-- Exercise goal --
Please return every line of the records that contains the word "Received".
::::
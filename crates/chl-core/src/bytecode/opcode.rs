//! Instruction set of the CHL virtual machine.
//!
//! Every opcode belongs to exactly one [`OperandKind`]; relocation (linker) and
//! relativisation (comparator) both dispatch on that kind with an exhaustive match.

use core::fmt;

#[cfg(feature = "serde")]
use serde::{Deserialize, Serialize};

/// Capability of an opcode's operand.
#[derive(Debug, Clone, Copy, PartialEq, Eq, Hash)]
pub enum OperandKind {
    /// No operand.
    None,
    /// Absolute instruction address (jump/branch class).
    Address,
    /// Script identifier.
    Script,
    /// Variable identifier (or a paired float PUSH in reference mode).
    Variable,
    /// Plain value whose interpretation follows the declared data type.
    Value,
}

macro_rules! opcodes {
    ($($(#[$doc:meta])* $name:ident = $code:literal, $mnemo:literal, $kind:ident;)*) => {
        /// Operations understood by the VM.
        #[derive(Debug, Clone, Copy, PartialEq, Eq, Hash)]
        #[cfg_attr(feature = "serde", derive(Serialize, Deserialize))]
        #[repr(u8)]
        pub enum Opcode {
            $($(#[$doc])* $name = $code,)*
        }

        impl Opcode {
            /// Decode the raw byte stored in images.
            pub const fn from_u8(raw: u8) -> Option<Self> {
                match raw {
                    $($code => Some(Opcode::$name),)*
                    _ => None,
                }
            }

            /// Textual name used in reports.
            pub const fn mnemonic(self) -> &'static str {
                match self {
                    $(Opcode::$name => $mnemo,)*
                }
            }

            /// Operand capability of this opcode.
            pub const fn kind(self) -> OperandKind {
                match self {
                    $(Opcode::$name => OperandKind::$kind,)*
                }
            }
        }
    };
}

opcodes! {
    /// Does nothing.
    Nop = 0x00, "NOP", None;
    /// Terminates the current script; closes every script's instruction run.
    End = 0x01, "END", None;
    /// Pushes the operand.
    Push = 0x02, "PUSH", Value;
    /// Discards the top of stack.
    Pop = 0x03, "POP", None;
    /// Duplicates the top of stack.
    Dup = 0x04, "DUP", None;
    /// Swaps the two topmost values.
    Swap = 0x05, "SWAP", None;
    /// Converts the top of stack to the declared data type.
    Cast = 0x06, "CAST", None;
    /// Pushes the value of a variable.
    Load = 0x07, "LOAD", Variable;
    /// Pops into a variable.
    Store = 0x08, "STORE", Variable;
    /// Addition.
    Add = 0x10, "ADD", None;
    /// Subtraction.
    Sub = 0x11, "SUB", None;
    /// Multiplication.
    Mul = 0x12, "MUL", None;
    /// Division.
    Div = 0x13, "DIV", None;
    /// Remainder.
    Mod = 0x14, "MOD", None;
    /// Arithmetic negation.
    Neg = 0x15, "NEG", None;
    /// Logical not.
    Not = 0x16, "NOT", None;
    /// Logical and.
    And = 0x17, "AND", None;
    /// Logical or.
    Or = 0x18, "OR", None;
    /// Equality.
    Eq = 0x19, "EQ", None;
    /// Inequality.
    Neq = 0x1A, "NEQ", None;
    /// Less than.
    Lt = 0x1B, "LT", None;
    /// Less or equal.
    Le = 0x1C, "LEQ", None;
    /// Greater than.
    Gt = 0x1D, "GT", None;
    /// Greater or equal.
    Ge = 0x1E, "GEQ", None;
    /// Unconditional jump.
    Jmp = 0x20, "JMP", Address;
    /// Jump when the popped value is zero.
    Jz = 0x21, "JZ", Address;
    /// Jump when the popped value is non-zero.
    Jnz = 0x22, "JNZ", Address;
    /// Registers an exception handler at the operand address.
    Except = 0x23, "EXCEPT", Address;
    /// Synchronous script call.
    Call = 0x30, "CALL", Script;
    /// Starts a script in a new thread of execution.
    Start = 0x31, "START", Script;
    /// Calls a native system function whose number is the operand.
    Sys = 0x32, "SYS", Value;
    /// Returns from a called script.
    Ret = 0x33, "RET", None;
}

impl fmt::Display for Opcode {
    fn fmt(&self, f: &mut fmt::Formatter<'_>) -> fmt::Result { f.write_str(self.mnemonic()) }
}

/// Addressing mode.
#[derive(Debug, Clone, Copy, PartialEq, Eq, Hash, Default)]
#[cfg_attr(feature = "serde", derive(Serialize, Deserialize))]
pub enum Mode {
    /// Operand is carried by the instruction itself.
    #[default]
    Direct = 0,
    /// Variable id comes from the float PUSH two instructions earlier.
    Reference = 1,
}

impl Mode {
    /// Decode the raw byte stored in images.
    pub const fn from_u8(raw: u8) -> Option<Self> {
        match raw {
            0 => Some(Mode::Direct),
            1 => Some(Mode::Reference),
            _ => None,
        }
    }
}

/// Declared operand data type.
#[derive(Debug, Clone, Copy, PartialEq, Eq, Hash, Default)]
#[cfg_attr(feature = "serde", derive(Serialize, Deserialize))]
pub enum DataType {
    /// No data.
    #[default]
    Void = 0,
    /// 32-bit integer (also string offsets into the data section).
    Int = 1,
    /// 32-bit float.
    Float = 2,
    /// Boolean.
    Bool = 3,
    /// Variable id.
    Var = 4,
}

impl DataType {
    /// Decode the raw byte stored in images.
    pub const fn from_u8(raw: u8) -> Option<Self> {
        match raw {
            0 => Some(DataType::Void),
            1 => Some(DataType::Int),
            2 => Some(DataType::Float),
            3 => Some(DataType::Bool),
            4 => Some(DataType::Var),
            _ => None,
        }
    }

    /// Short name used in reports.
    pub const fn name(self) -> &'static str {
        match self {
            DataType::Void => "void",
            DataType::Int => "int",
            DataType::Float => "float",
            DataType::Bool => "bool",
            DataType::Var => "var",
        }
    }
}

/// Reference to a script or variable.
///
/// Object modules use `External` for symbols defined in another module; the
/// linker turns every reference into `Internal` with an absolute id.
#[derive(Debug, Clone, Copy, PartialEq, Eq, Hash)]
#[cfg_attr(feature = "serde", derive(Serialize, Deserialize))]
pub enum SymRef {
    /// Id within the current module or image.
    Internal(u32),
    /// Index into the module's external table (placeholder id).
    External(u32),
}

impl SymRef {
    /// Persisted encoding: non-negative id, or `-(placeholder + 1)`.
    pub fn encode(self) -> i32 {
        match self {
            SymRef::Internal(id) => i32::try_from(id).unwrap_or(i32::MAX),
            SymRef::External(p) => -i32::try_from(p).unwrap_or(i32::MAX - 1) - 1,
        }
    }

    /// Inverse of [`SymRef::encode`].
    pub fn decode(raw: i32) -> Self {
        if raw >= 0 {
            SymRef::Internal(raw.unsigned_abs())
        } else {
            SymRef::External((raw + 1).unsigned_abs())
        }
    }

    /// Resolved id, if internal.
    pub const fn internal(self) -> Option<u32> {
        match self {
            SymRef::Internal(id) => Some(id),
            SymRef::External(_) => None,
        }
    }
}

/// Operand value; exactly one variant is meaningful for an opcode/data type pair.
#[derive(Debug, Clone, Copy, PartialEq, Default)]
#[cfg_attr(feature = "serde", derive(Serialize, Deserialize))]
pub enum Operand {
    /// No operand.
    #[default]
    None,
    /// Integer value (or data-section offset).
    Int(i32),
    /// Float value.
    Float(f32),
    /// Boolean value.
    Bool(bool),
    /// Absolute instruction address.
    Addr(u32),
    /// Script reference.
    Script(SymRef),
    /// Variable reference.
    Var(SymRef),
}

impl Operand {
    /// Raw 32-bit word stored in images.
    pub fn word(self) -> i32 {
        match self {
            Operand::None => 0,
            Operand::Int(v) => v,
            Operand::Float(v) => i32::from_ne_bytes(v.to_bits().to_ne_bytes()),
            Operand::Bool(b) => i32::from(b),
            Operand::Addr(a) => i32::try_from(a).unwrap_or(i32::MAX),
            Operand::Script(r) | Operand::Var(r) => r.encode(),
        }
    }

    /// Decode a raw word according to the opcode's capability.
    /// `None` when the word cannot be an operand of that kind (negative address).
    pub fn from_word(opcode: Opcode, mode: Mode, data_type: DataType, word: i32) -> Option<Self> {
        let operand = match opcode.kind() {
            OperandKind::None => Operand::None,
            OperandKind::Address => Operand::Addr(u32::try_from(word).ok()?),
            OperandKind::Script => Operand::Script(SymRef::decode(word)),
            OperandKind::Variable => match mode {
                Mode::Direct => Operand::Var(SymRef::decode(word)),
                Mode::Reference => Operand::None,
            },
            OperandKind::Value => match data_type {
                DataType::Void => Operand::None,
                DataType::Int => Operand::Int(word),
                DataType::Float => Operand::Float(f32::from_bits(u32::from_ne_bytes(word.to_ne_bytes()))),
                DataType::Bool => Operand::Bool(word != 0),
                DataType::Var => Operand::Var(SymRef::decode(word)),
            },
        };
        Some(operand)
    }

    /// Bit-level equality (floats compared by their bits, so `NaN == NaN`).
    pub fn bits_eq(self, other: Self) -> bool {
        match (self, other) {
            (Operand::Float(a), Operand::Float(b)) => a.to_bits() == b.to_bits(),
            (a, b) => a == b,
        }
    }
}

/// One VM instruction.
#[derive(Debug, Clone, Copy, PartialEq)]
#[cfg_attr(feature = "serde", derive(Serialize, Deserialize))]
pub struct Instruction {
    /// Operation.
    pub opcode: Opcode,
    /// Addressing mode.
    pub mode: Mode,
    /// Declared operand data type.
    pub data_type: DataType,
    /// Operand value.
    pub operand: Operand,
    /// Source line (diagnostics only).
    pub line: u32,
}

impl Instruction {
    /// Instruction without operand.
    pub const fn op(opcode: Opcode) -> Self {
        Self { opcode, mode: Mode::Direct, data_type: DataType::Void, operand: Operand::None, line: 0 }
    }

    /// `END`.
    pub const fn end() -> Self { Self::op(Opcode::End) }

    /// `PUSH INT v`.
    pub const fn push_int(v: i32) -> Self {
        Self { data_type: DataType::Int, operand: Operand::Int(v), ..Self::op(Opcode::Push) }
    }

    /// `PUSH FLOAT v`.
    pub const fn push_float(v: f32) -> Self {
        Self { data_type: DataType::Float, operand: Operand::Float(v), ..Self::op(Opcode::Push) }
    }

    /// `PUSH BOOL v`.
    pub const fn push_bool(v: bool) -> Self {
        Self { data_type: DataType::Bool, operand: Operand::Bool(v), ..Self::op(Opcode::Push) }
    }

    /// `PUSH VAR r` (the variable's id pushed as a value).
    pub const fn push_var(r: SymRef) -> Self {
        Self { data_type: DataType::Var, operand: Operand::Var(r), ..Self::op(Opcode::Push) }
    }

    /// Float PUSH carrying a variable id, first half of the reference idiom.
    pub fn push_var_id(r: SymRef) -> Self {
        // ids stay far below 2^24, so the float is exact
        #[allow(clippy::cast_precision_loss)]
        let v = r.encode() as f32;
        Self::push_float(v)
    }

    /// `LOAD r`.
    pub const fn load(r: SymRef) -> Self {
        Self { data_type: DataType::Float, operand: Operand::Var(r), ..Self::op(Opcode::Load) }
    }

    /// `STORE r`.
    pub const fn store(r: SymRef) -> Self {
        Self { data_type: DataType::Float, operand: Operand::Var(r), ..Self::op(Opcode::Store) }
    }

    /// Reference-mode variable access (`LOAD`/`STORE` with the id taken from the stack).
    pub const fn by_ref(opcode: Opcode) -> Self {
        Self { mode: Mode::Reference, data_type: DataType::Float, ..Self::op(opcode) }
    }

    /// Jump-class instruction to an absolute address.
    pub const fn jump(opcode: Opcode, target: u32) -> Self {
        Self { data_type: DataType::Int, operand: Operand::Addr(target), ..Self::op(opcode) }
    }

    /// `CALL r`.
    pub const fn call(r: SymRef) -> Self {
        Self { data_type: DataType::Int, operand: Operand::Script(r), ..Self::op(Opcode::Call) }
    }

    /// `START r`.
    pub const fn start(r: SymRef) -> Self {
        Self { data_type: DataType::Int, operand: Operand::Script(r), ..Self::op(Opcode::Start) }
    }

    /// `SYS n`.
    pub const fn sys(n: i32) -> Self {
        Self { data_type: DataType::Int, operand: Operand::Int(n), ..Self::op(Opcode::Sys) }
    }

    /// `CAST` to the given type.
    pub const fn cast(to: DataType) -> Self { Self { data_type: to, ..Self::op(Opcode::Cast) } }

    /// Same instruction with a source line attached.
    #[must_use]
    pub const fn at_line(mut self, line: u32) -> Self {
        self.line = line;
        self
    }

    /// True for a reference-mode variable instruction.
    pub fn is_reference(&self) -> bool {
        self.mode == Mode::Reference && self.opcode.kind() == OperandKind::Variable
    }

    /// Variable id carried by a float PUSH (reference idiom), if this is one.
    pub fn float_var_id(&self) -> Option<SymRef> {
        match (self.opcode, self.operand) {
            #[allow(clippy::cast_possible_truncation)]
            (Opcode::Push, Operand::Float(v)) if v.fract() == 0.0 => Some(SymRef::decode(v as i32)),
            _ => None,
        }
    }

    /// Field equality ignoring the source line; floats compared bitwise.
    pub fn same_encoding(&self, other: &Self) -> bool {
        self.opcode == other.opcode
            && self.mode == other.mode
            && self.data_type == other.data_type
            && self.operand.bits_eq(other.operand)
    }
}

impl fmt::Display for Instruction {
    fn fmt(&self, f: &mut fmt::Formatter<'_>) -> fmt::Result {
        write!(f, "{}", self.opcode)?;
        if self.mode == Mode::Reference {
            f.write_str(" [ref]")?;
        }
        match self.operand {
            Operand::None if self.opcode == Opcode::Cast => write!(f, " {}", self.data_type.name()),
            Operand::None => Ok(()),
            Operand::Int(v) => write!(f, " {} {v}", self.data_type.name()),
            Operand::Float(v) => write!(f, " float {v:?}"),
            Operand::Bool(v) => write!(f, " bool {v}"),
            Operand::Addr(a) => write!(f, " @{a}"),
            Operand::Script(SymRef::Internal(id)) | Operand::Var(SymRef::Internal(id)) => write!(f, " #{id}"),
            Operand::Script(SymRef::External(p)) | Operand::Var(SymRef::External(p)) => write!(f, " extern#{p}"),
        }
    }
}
::::
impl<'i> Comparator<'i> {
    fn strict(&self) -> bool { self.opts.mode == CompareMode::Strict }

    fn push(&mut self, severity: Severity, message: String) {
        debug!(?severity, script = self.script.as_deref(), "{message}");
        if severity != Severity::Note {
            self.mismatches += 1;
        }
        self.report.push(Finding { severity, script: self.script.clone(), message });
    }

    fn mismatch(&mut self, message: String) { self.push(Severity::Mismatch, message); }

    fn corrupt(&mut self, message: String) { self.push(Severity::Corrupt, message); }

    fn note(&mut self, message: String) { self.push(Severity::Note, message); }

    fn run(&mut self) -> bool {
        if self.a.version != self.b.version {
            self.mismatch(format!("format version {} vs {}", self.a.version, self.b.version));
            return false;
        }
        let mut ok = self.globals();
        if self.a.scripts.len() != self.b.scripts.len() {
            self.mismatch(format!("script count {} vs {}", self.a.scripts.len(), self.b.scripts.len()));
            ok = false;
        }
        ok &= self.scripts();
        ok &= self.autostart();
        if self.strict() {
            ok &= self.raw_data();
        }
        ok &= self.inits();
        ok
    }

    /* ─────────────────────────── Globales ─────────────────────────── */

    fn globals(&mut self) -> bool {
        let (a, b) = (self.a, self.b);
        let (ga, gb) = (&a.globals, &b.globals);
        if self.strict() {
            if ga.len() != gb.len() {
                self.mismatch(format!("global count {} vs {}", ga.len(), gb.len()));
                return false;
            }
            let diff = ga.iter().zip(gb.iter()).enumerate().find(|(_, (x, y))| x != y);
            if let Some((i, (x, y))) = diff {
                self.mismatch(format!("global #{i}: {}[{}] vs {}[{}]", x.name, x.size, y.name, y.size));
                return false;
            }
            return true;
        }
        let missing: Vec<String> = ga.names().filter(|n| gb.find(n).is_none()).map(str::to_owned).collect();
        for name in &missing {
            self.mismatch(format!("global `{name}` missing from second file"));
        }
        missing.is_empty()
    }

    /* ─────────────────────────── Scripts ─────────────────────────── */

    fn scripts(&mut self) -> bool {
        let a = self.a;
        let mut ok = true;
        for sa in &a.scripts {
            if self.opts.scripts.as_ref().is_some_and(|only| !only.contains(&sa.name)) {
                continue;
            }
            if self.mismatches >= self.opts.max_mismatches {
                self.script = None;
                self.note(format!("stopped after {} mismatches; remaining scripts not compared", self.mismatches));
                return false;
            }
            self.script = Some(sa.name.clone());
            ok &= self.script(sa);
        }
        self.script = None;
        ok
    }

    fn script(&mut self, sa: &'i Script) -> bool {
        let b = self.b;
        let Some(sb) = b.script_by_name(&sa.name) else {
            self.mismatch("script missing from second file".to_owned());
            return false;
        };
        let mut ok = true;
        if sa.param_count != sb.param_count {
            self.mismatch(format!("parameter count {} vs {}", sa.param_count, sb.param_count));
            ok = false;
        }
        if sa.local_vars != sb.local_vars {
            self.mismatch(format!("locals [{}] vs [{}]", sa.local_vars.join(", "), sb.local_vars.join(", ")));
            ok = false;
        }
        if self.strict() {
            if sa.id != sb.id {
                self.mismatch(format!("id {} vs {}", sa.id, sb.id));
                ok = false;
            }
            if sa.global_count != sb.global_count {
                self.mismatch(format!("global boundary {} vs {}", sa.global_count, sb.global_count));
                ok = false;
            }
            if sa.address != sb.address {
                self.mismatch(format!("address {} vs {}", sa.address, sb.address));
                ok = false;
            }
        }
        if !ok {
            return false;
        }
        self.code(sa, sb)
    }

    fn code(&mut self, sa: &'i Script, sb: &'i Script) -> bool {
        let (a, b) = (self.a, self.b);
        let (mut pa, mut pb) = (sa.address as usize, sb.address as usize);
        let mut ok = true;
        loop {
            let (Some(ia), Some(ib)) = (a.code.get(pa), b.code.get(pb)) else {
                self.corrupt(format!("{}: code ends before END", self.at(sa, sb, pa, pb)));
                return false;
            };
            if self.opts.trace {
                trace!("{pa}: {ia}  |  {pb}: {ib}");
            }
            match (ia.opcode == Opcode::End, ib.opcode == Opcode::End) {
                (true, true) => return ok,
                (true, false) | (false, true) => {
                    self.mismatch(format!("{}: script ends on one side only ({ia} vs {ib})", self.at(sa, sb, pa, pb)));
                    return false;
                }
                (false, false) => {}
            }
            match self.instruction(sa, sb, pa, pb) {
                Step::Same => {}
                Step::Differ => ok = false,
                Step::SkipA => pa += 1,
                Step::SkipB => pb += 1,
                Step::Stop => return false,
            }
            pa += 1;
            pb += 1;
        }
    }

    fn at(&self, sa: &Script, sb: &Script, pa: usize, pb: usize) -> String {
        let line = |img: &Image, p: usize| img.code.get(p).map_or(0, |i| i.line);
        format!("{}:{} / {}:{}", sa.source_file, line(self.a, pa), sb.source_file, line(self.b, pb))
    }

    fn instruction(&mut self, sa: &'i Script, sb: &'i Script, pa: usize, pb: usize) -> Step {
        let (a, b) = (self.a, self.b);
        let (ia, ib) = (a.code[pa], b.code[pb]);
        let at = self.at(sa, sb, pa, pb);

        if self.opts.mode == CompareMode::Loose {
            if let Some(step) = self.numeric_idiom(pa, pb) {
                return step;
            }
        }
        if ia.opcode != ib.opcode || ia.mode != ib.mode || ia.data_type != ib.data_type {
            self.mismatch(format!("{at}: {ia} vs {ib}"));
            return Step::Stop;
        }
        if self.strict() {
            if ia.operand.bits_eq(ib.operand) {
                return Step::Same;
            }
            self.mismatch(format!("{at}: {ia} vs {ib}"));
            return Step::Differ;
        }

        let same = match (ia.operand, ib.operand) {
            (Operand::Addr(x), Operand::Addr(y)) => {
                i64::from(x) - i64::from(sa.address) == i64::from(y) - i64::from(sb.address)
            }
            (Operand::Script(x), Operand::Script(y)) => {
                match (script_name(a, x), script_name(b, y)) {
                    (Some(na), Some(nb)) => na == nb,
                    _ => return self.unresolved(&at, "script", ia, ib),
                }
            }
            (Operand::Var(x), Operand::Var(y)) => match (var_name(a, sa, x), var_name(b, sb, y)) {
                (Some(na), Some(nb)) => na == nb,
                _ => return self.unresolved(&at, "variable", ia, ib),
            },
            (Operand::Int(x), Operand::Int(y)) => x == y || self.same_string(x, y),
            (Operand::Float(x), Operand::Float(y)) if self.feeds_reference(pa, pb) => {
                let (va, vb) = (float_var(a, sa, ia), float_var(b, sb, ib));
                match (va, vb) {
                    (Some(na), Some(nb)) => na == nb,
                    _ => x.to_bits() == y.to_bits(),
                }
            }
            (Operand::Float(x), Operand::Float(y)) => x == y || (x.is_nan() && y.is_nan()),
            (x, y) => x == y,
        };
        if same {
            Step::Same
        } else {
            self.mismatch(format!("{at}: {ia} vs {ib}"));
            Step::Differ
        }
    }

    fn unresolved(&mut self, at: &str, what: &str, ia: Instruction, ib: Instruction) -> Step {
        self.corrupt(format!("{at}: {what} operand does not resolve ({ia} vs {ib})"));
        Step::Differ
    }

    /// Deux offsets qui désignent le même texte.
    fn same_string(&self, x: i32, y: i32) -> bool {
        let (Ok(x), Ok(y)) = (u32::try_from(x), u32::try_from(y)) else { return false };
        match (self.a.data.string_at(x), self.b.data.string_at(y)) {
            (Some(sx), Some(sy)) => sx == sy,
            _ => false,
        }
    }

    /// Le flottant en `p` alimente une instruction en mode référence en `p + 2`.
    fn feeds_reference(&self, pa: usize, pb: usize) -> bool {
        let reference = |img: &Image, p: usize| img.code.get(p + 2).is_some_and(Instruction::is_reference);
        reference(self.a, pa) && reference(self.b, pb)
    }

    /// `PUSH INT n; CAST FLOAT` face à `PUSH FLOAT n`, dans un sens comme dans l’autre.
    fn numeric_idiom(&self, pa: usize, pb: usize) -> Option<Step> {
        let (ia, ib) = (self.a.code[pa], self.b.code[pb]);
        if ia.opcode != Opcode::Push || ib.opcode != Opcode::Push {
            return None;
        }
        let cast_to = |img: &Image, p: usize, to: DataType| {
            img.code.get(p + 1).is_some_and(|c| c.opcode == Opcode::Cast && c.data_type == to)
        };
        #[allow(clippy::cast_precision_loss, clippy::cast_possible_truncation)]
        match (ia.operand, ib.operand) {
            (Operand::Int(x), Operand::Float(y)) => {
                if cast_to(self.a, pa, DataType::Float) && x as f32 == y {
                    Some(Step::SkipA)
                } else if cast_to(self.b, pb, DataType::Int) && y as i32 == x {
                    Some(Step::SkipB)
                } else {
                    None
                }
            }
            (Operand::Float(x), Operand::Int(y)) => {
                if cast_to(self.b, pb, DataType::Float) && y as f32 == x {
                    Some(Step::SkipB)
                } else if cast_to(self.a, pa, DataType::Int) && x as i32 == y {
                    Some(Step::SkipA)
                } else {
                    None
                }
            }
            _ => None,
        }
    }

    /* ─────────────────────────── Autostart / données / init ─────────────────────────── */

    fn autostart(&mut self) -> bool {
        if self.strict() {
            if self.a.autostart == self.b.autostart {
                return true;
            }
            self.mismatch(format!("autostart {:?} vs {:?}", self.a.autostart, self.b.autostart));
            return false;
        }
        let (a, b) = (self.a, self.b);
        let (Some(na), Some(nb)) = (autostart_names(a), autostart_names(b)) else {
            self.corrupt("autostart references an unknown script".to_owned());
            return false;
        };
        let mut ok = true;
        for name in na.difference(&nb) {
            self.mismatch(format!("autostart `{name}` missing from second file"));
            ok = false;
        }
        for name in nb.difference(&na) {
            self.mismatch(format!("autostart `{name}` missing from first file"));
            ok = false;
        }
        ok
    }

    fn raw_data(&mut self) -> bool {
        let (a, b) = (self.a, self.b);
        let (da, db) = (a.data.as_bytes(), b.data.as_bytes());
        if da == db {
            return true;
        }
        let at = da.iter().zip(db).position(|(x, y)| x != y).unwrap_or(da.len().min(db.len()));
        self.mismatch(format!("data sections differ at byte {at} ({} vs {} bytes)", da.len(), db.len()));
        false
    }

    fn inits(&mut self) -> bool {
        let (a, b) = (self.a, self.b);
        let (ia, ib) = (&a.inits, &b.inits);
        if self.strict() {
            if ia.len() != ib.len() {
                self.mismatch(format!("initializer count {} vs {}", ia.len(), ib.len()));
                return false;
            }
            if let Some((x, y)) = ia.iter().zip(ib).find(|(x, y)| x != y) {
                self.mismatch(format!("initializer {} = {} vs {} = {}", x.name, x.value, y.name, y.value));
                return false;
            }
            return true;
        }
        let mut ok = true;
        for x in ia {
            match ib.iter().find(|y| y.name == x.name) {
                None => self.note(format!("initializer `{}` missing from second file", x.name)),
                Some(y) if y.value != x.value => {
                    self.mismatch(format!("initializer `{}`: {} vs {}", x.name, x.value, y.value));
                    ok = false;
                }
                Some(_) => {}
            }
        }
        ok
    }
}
::::
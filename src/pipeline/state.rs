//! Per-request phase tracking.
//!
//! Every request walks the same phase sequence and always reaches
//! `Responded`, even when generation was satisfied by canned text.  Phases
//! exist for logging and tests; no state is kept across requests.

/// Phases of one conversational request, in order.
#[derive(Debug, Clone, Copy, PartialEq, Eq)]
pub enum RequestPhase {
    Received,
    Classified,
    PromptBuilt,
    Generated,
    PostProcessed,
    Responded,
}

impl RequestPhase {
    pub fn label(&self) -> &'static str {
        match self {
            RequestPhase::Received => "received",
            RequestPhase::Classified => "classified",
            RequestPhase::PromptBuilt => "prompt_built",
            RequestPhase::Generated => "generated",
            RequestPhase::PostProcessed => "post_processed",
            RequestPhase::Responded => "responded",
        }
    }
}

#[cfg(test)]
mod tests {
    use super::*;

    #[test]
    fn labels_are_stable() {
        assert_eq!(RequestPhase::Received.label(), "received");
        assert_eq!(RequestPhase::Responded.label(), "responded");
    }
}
::::
-- Answer to this exercise --
    Received,
            RequestPhase::Received => "received",
        assert_eq!(RequestPhase::Received.label(), "received");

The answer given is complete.